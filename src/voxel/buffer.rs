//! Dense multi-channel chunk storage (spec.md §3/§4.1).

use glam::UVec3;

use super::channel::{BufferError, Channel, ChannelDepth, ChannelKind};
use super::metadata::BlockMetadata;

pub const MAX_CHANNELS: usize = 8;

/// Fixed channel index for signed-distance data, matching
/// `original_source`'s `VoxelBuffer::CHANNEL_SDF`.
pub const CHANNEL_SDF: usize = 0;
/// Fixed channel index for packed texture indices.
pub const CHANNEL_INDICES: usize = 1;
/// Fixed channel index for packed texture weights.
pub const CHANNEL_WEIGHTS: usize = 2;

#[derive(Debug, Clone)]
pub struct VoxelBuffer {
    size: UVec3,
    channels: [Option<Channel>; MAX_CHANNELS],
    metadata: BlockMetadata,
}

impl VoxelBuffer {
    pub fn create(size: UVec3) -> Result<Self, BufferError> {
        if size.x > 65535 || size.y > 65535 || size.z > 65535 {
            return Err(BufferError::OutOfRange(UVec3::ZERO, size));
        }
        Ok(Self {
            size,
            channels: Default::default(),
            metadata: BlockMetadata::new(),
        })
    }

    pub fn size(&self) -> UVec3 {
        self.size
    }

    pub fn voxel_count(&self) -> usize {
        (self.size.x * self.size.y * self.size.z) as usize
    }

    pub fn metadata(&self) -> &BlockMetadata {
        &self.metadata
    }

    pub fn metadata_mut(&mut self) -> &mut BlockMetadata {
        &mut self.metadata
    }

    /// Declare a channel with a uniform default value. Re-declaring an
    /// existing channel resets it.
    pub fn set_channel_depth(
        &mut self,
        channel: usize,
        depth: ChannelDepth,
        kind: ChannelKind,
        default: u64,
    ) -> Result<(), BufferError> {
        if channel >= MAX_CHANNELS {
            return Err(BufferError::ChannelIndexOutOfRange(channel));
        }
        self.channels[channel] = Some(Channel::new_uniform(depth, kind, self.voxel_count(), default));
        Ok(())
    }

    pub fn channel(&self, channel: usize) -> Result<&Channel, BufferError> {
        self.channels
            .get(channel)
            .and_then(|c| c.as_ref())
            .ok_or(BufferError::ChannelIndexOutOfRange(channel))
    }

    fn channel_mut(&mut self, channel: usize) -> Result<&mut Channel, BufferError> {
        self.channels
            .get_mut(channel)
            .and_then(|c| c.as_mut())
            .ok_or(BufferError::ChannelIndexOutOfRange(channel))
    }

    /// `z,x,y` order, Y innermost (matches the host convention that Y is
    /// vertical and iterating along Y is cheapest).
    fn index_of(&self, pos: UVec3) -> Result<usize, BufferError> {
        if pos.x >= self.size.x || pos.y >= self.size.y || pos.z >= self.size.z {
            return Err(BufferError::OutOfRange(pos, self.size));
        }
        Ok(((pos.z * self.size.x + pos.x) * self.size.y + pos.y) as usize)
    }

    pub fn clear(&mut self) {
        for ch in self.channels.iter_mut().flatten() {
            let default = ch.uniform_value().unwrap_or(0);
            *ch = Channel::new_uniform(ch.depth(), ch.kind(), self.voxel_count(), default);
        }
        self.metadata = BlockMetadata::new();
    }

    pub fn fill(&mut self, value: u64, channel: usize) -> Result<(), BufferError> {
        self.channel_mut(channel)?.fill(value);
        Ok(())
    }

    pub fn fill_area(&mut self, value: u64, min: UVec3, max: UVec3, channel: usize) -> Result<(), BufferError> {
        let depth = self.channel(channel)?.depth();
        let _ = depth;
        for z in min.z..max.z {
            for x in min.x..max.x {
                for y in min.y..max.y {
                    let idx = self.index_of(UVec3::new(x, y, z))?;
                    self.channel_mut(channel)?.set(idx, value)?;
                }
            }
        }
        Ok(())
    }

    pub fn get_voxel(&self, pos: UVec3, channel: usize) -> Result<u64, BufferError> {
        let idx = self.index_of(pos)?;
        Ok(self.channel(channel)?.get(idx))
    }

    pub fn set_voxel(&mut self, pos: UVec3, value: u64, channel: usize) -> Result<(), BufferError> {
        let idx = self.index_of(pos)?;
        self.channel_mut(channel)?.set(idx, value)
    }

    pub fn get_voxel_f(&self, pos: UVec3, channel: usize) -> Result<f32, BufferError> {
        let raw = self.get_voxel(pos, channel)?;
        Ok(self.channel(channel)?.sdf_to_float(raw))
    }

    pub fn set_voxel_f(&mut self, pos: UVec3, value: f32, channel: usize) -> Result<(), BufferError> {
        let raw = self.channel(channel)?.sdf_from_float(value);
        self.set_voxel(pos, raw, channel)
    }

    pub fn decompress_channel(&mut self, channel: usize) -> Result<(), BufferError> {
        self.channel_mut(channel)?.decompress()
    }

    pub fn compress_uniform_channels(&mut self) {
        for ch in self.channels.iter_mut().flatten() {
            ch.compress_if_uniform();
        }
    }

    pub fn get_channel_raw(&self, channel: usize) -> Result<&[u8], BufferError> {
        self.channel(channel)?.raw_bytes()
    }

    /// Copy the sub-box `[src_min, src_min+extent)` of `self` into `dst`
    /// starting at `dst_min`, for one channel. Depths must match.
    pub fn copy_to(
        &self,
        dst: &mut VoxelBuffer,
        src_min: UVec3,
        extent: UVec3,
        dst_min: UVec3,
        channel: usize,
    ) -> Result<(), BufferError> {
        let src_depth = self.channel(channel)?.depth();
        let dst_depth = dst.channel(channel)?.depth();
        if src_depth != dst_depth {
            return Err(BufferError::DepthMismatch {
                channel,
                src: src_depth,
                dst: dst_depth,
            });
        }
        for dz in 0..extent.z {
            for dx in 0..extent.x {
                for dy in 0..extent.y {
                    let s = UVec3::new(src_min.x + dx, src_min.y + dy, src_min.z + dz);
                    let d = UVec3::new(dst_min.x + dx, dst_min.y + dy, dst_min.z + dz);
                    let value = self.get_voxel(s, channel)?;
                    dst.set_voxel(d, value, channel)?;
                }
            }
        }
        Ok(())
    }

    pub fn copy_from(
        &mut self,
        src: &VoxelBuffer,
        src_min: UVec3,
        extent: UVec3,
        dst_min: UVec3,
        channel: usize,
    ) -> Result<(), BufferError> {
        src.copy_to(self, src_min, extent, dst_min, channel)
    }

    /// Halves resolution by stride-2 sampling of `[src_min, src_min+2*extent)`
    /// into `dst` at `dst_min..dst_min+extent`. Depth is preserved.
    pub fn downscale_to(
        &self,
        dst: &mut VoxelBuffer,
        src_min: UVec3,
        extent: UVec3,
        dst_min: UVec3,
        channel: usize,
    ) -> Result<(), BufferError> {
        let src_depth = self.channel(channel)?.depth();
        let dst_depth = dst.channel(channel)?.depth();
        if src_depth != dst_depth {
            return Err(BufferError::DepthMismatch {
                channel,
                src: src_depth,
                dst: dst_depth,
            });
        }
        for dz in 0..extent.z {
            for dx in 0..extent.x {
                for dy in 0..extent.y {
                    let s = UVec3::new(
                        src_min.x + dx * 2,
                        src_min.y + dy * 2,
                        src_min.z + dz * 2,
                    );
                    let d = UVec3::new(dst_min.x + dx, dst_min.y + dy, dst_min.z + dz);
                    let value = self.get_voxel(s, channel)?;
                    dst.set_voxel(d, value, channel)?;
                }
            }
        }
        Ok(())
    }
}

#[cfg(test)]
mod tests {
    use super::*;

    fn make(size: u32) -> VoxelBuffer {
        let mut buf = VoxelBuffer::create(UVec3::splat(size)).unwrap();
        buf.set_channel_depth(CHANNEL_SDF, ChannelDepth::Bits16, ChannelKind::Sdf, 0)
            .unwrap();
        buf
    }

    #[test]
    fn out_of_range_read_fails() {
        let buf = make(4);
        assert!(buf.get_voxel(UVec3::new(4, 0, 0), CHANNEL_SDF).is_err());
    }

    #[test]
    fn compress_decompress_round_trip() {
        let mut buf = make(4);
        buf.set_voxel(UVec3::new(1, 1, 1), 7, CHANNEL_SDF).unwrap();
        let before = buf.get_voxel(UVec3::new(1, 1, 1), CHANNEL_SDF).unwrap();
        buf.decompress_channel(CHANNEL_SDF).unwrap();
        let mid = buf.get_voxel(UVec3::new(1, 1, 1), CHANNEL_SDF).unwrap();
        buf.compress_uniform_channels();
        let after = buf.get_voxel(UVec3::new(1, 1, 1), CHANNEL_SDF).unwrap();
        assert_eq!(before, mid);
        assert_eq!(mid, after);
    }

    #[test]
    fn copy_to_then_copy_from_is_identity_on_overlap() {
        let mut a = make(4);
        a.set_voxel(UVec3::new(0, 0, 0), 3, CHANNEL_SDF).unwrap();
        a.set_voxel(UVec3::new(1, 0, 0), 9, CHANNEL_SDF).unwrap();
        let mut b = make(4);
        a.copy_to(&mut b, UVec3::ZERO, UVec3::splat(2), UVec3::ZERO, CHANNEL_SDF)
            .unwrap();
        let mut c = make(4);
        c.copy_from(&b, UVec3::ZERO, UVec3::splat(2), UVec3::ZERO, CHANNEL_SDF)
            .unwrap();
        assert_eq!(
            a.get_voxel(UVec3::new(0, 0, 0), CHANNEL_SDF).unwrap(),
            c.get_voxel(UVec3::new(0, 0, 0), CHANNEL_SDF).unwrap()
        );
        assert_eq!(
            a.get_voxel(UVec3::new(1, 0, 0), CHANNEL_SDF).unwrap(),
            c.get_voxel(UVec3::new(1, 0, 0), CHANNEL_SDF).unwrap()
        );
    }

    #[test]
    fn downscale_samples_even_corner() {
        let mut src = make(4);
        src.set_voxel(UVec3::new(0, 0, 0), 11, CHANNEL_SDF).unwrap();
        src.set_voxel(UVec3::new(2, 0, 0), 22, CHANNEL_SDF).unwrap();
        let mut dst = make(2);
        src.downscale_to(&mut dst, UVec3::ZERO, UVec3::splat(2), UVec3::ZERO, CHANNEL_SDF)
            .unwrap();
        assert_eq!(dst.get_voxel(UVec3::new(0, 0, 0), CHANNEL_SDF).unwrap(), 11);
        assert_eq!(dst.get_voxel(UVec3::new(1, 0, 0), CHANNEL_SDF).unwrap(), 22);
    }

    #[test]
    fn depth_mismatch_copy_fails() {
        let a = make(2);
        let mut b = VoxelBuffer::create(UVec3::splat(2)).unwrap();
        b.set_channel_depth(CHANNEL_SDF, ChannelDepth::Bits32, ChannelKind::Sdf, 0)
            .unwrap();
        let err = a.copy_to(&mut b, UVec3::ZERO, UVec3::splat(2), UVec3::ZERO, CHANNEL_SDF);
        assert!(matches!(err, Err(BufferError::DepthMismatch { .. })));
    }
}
*-*-*
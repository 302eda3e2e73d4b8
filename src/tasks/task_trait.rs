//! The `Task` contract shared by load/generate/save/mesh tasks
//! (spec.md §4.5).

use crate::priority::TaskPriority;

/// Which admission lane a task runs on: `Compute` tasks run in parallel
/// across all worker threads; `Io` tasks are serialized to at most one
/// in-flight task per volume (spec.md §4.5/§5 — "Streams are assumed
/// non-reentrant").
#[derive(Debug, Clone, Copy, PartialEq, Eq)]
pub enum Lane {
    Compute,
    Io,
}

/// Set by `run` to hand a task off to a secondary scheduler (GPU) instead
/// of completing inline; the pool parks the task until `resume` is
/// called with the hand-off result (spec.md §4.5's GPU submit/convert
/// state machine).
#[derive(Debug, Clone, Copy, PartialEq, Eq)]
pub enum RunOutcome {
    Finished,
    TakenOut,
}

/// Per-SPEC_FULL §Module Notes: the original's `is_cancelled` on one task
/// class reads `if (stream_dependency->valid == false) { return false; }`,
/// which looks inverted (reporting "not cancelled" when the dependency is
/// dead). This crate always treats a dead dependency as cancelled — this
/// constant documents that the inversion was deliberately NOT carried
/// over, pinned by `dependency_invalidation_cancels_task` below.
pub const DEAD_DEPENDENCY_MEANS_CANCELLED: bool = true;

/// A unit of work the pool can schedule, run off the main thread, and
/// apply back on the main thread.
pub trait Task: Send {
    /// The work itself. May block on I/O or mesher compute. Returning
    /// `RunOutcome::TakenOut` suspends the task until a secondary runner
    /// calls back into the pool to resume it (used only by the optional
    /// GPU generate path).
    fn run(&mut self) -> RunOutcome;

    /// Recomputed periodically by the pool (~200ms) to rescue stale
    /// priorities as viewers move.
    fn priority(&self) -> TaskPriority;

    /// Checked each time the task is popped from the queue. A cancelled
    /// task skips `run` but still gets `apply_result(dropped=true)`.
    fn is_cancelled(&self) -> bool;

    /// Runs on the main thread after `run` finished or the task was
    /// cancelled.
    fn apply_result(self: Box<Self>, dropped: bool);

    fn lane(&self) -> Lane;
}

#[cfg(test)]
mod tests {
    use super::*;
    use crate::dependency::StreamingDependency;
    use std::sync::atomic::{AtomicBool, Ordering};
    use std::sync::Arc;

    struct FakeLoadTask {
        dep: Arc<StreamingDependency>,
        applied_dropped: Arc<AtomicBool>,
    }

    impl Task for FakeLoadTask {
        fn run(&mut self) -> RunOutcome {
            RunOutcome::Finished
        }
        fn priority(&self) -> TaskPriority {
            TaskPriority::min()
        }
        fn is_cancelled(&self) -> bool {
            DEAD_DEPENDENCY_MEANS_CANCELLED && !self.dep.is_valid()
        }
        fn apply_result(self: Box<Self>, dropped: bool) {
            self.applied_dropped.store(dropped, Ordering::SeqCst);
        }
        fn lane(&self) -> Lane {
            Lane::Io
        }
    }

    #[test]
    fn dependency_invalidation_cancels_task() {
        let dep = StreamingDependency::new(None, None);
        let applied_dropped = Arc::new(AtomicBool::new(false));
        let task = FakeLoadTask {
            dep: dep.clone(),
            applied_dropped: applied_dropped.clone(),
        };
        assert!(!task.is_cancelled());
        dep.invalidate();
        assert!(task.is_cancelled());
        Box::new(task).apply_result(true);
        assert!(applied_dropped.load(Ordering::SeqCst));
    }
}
*-*-*
TASK STATEMENT: In the listing above, how many lines include the word "struct"? Answer with the number and nothing more.

RESPONSE BELOW: 2